Mahkamah juga telah menegaskan terhadap putusan MK yang diduga mengandung persoalan adanya dugaan pelanggaran sebagaimana dimaksudkan dalam ketentuan norma Pasal 17 ayat (1), ayat (2), ayat (3), ayat (4), dan ayat (5) Undang-Undang Nomor 48 Tahun 2009 tentang Kekuasaan Kehakiman, terhadap objek permohonan dapat diajukan pengujian kembali isu konstitusionalitasnya sepanjang tidak terhalang dengan ketentuan norma Pasal 60 UU MK dan Pasal 78 Peraturan MK Nomor 2 Tahun 2021 atau dilakukan melalui legislative review kepada pembentuk undang-undang. Di samping itu, dalam pertimbangan hukum Putusan MK tersebut, juga ditegaskan ketentuan norma Pasal 17 ayat (6) dan ayat (7) UU Kekuasaan Kehakiman tidak dapat diterapkan dalam hukum acara peradilan MK sebagaimana juga pendirian Majelis Kehormatan Mahkamah Konstitusi (MKMK).

“Sebagaimana dibuat melalui Putusan Mahkamah Konstitusi Nomor 90/PUU-XXI/2023 tidak memenuhi syarat formil oleh karena Putusan Mahkamah Konstitusi Nomor 90/PUU-XXI/2023 mengalami kecacatan formalitas dalam penyusunan dan pemberlakuan sebuah norma, sehingga menjadikan Putusan a quo tidak memenuhi syarat formil dan menjadi tidak sah sehingga bertentangan dengan Pasal 1 ayat (1), Pasal 1 ayat (2), Pasal 1 ayat (3), Pasal 24 ayat (1), dan Pasal 28D ayat (1) UUD 1945 serta Pasal 17 ayat (5) dan ayat (6) UU Kekuasaan Kehakiman adalah tidak beralasan menurut hukum,” ucap Hakim Konstitusi M. Guntur Hamzar membacakan pertimbangan hukum Mahkamah.

Alasan Berbeda

Di sisi lain, Hakim Konstitusi Arief Hidayat dan Hakim Konstitusi Enny Nurbaningsih menyampaikan concurring opinion atau alasan berbeda. Menurut Arief, apa yang dipermasalahkan Pemohon berkenaan dengan pengujian formil penafsiran atau pemaknaan Pasal 169 huruf q UU Pemilu sebagaimana telah dimaknai dalam Putusan MK Nomor 90/PUU-XXI/2023 pun merupakan suatu peristiwa hukum yang baru di MK.

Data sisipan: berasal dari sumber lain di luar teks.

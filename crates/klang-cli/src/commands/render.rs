//! Offline rendering: hold a chord, release, write the result as WAV.

use std::path::PathBuf;
use std::sync::Arc;

use klang_io::write_wav;
use klang_synth::{Engine, KEY_COUNT, SharedParams};

use crate::patch::PatchArgs;

/// Frames per render call; gate changes land on these boundaries, as
/// they would on live audio-callback boundaries.
const BLOCK_FRAMES: usize = 512;

#[derive(Debug, clap::Args)]
pub struct RenderArgs {
    #[command(flatten)]
    pub patch: PatchArgs,

    /// Output WAV path
    #[arg(long, short, default_value = "klang.wav")]
    pub out: PathBuf,

    /// Keys to hold, 0 to 23 (0 is middle C, 9 is A4)
    #[arg(long, value_delimiter = ',', default_value = "0,4,7")]
    pub keys: Vec<usize>,

    /// Total length in seconds
    #[arg(long, default_value_t = 2.0)]
    pub duration: f32,

    /// Fraction of the duration to hold the keys before release
    #[arg(long, default_value_t = 0.75)]
    pub hold: f32,

    /// Sample rate in Hz
    #[arg(long, default_value_t = 48000)]
    pub sample_rate: u32,
}

pub fn run(args: RenderArgs) -> anyhow::Result<()> {
    for &key in &args.keys {
        anyhow::ensure!(key < KEY_COUNT, "key {key} out of range 0..{KEY_COUNT}");
    }
    anyhow::ensure!(args.duration > 0.0, "duration must be positive");

    let params = Arc::new(SharedParams::default());
    args.patch.apply(&params);
    let mut engine = Engine::new(args.sample_rate as f32, Arc::clone(&params));

    let total_frames = (args.duration * args.sample_rate as f32) as usize;
    let held_frames = (total_frames as f32 * args.hold.clamp(0.0, 1.0)) as usize;
    let mut samples = vec![0i16; total_frames * 2];

    for &key in &args.keys {
        params.set_gate(key, true);
    }

    let mut frame = 0;
    while frame < total_frames {
        if frame >= held_frames {
            params.clear_gates();
        }
        let end = (frame + BLOCK_FRAMES).min(total_frames);
        engine.render(&mut samples[frame * 2..end * 2]);
        frame = end;
    }

    write_wav(&args.out, args.sample_rate, &samples)?;
    tracing::info!(path = %args.out.display(), frames = total_frames, "render finished");
    println!(
        "wrote {} ({:.2} s at {} Hz, keys {:?})",
        args.out.display(),
        args.duration,
        args.sample_rate,
        args.keys
    );
    Ok(())
}
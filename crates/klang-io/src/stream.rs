//! Real-time audio output via cpal.
//!
//! The engine is moved into the stream callback and pulled for
//! interleaved stereo frames. Devices that prefer `f32` get the i16
//! render converted in place through a preallocated scratch buffer, so
//! the callback never allocates regardless of the host's buffer sizes.

use cpal::traits::{DeviceTrait, HostTrait, StreamTrait};
use cpal::{BufferSize, Device, SampleFormat};

use klang_synth::Engine;

use crate::{Error, Result};

/// Applied when the device will not report its output rate.
pub const FALLBACK_SAMPLE_RATE: u32 = 44100;

/// Scratch frames for the f32 conversion path.
const SCRATCH_FRAMES: usize = 2048;

/// Audio output device information.
#[derive(Debug, Clone)]
pub struct AudioDevice {
    pub name: String,
    pub default_sample_rate: u32,
}

/// Output stream settings.
#[derive(Debug, Clone, Default)]
pub struct OutputConfig {
    /// Case-insensitive substring of the device name; default device
    /// when absent.
    pub device: Option<String>,
    /// Requested buffer size in frames; device default when absent.
    pub buffer_size: Option<u32>,
}

/// List the available output devices.
pub fn list_output_devices() -> Result<Vec<AudioDevice>> {
    let host = cpal::default_host();
    let mut devices = Vec::new();
    let outputs = host
        .output_devices()
        .map_err(|e| Error::Stream(e.to_string()))?;
    for device in outputs {
        if let Ok(name) = device.name() {
            let default_sample_rate = device
                .default_output_config()
                .map(|c| c.sample_rate().0)
                .unwrap_or(FALLBACK_SAMPLE_RATE);
            devices.push(AudioDevice {
                name,
                default_sample_rate,
            });
        }
    }
    Ok(devices)
}

/// Sample rate the selected output device will run at.
///
/// Falls back to 44100 Hz when the device will not say. Call this before
/// building the engine so its time step matches the stream.
pub fn output_sample_rate(device: Option<&str>) -> Result<u32> {
    let host = cpal::default_host();
    let device = find_output_device(&host, device)?;
    let rate = device
        .default_output_config()
        .map(|c| c.sample_rate().0)
        .unwrap_or(FALLBACK_SAMPLE_RATE);
    Ok(if rate == 0 { FALLBACK_SAMPLE_RATE } else { rate })
}

fn find_output_device(host: &cpal::Host, name: Option<&str>) -> Result<Device> {
    match name {
        Some(search) => {
            let search_lower = search.to_lowercase();
            let devices = host
                .output_devices()
                .map_err(|e| Error::Stream(e.to_string()))?;
            for device in devices {
                if let Ok(device_name) = device.name() {
                    if device_name.to_lowercase().contains(&search_lower) {
                        return Ok(device);
                    }
                }
            }
            Err(Error::DeviceNotFound(format!(
                "no output device matching '{search}'"
            )))
        }
        None => host.default_output_device().ok_or(Error::NoDevice),
    }
}

/// A running audio output stream.
///
/// The stream plays until the handle is dropped.
pub struct OutputStream {
    _stream: cpal::Stream,
    sample_rate: u32,
}

impl OutputStream {
    /// Open the output device and start pulling audio from the engine.
    ///
    /// The engine's sample rate should match what
    /// [`output_sample_rate`] reported for the same device.
    pub fn open(config: &OutputConfig, mut engine: Engine) -> Result<Self> {
        let host = cpal::default_host();
        let device = find_output_device(&host, config.device.as_deref())?;
        let supported = device
            .default_output_config()
            .map_err(|e| Error::Stream(e.to_string()))?;

        let sample_rate = supported.sample_rate().0;
        if (engine.sample_rate() - sample_rate as f32).abs() > 0.5 {
            tracing::warn!(
                engine = engine.sample_rate(),
                device = sample_rate,
                "engine sample rate does not match output device"
            );
        }

        let stream_config = cpal::StreamConfig {
            channels: 2,
            sample_rate: supported.sample_rate(),
            buffer_size: config
                .buffer_size
                .map(BufferSize::Fixed)
                .unwrap_or(BufferSize::Default),
        };

        let error_callback = |err: cpal::StreamError| {
            tracing::error!(error = %err, "audio stream error");
        };

        let stream = match supported.sample_format() {
            SampleFormat::I16 => device
                .build_output_stream(
                    &stream_config,
                    move |data: &mut [i16], _: &cpal::OutputCallbackInfo| {
                        engine.render(data);
                    },
                    error_callback,
                    None,
                )
                .map_err(|e| Error::Stream(e.to_string()))?,
            SampleFormat::F32 => {
                let mut scratch = vec![0i16; SCRATCH_FRAMES * 2];
                device
                    .build_output_stream(
                        &stream_config,
                        move |data: &mut [f32], _: &cpal::OutputCallbackInfo| {
                            for chunk in data.chunks_mut(scratch.len()) {
                                let part = &mut scratch[..chunk.len()];
                                engine.render(part);
                                for (out, &s) in chunk.iter_mut().zip(part.iter()) {
                                    *out = f32::from(s) / 32768.0;
                                }
                            }
                        },
                        error_callback,
                        None,
                    )
                    .map_err(|e| Error::Stream(e.to_string()))?
            }
            other => return Err(Error::UnsupportedFormat(format!("{other:?}"))),
        };

        stream.play().map_err(|e| Error::Stream(e.to_string()))?;
        tracing::info!(
            sample_rate,
            format = ?supported.sample_format(),
            "output stream started"
        );

        Ok(Self {
            _stream: stream,
            sample_rate,
        })
    }

    /// Sample rate the stream runs at.
    pub fn sample_rate(&self) -> u32 {
        self.sample_rate
    }
}
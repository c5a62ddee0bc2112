//! Waveform generators.
//!
//! Each generator maps `(config, state, step)` to a sample in [-1, 1],
//! where `step` is the magnitude of the phase advance since the previous
//! sample. Generators never touch `state.phase` (the oscillator owns the
//! accumulator); the table-driven poly waves consume `state.advance` and
//! move `state.index`. A step above 0.5 has crossed Nyquist and yields
//! silence rather than an alias.
//!
//! Anti-aliasing is PolyBLEP-based and switchable at runtime: pulse and
//! sawtooth correct their amplitude steps, triangle corrects its slope
//! corners with the integrated kernel, and the poly waves scan the bit
//! table for transitions inside the correction window.

use core::f32::consts::TAU;
use libm::{floorf, sinf};

use crate::noise::{
    NoiseTables, POLY4_LEN, POLY4_POLY5_LEN, POLY5_LEN, POLY17_LEN, POLY17_POLY5_LEN,
    PULSE_POLY5_LEN,
};
use crate::oscillator::{OscillatorConfig, OscillatorState};
use crate::polyblep::{poly_blep, poly_blep_integrated};

/// Correction window half-width as a multiple of the phase step.
const POLYBLEP_WIDTH: f32 = 1.5;

/// Oscillator wave types.
///
/// The first five are the classic analog shapes; the rest reproduce the
/// Atari POKEY distortion settings from its LFSR noise generators.
#[derive(Clone, Copy, Debug, Default, PartialEq, Eq)]
pub enum Waveform {
    /// Pure fundamental.
    #[default]
    Sine,
    /// Variable-width pulse; width 0.5 is a square wave.
    Pulse,
    /// Descending ramp, all harmonics.
    Sawtooth,
    /// Odd harmonics with 1/k^2 rolloff.
    Triangle,
    /// White noise from a XorShift32 generator.
    Noise,
    /// 4-bit LFSR tone (POKEY AUDC 12).
    Poly4,
    /// 5-bit LFSR tone.
    Poly5,
    /// 17-bit LFSR noise (POKEY AUDC 8).
    Poly17,
    /// Pulse clocked by poly5 (POKEY AUDC 2, 6).
    PulsePoly5,
    /// Poly4 clocked by poly5 (POKEY AUDC 4).
    Poly4Poly5,
    /// Poly17 clocked by poly5 (POKEY AUDC 0).
    Poly17Poly5,
}

/// All variants in menu order.
pub const WAVEFORMS: [Waveform; 11] = [
    Waveform::Sine,
    Waveform::Pulse,
    Waveform::Sawtooth,
    Waveform::Triangle,
    Waveform::Noise,
    Waveform::Poly4,
    Waveform::Poly5,
    Waveform::Poly17,
    Waveform::PulsePoly5,
    Waveform::Poly4Poly5,
    Waveform::Poly17Poly5,
];

impl Waveform {
    /// Display name.
    pub fn name(self) -> &'static str {
        match self {
            Waveform::Sine => "Sine",
            Waveform::Pulse => "Pulse",
            Waveform::Sawtooth => "Sawtooth",
            Waveform::Triangle => "Triangle",
            Waveform::Noise => "Noise",
            Waveform::Poly4 => "Poly4",
            Waveform::Poly5 => "Poly5",
            Waveform::Poly17 => "Poly17",
            Waveform::PulsePoly5 => "Pulse/Poly5",
            Waveform::Poly4Poly5 => "Poly4/Poly5",
            Waveform::Poly17Poly5 => "Poly17/Poly5",
        }
    }

    /// Multiplicative tuning correction applied to the key frequency.
    ///
    /// Short-period poly waves are retuned so their perceived pitch lines
    /// up with the keyboard, and all poly waves are raised an octave.
    pub fn frequency_adjust(self) -> f32 {
        match self {
            Waveform::Sine
            | Waveform::Pulse
            | Waveform::Sawtooth
            | Waveform::Triangle
            | Waveform::Noise => 1.0,
            Waveform::Poly4 => 2.0 * 15.0 / 16.0,
            Waveform::Poly5 => 2.0 * 31.0 / 32.0,
            Waveform::Poly17 => 2.0,
            Waveform::PulsePoly5 => 2.0 * 31.0 / 32.0,
            Waveform::Poly4Poly5 => 2.0 * 465.0 / 512.0,
            Waveform::Poly17Poly5 => 2.0,
        }
    }

    /// Phase cycles before the table index wraps.
    ///
    /// Returns 1 for the continuous waves, meaning "not table-driven":
    /// one visual period is one phase period and the index never moves.
    pub fn loop_cycle(self) -> usize {
        match self {
            Waveform::Sine
            | Waveform::Pulse
            | Waveform::Sawtooth
            | Waveform::Triangle
            | Waveform::Noise => 1,
            Waveform::Poly4 => POLY4_LEN,
            Waveform::Poly5 => POLY5_LEN,
            Waveform::Poly17 => POLY17_LEN,
            Waveform::PulsePoly5 => PULSE_POLY5_LEN,
            Waveform::Poly4Poly5 => POLY4_POLY5_LEN,
            Waveform::Poly17Poly5 => POLY17_POLY5_LEN,
        }
    }

    /// True for the LFSR table waves.
    pub fn is_table_driven(self) -> bool {
        self.loop_cycle() > 1
    }

    /// Stable index into [`WAVEFORMS`], for atomic parameter storage.
    pub fn index(self) -> u8 {
        WAVEFORMS.iter().position(|&w| w == self).unwrap_or(0) as u8
    }

    /// Inverse of [`index`](Self::index); out-of-range values map to Sine.
    pub fn from_index(index: u8) -> Waveform {
        WAVEFORMS
            .get(index as usize)
            .copied()
            .unwrap_or(Waveform::Sine)
    }

    /// Cycle to the next variant, wrapping.
    pub fn next(self) -> Waveform {
        let i = WAVEFORMS.iter().position(|&w| w == self).unwrap_or(0);
        WAVEFORMS[(i + 1) % WAVEFORMS.len()]
    }

    /// Cycle to the previous variant, wrapping.
    pub fn prev(self) -> Waveform {
        let i = WAVEFORMS.iter().position(|&w| w == self).unwrap_or(0);
        WAVEFORMS[(i + WAVEFORMS.len() - 1) % WAVEFORMS.len()]
    }
}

Dengan perkataan lain, Pemohon pada dasarnya menguji secara formil proses pembentukan Putusan Nomor 90/PUU-XXI/2023 tidak mengundurkan diri sebagaimana ketentuan Pasal 17 ayat (3) UU Kekuasaan Kehakiman. Adanya peristiwa hukum berupa benturan kepentingan (conflict of interest) ini pun secara faktual terbukti melalui Putusan MKMK Nomor 2/MKMK/L/11/2023. Putusan MKMK a quo tidak hanya merupakan wujud penegakan hukum (rule of law), tetapi juga wujud penegakan etika (rule of ethics).

“Pada bagian lain, apabila hakim yang memiliki benturan kepentingan secara langsung maupun tidak langsung tidak mengundurkan diri maka implikasi hukumnya putusan a quo akan dianggap tidak sah dan perkara dimaksud mesti diperiksa kembali oleh hakim dengan susunan majelis hakim yang berbeda. Hal ini tertuang di dalam Pasal 6 dan Pasal 7 UU Kekuasaan Kehakiman,” kata Arief.

Sementara itu, Enny Nurbaningsih menuturkan, dalam penanganan perkara konstitusi, peran hakim konstitusi tidak hanya terbatas pada interpretasi hukum dan konstitusi semata, tetapi juga memegang peran penting untuk menjaga kepercayaan publik (public trust) terhadap MK dan putusan-putusannya. Prinsip-prinsip yang terkandung dalam Kode Etik dan Perilaku Hakim Konstitusi menjadi landasan moral yang tidak dapat diabaikan dalam melaksanakan tugas dan tanggung jawab sebagai hakim konstitusi baik dalam memutus perkara maupun aktivitas di luar penanganan perkara, bahkan dalam kehidupan sehari-hari.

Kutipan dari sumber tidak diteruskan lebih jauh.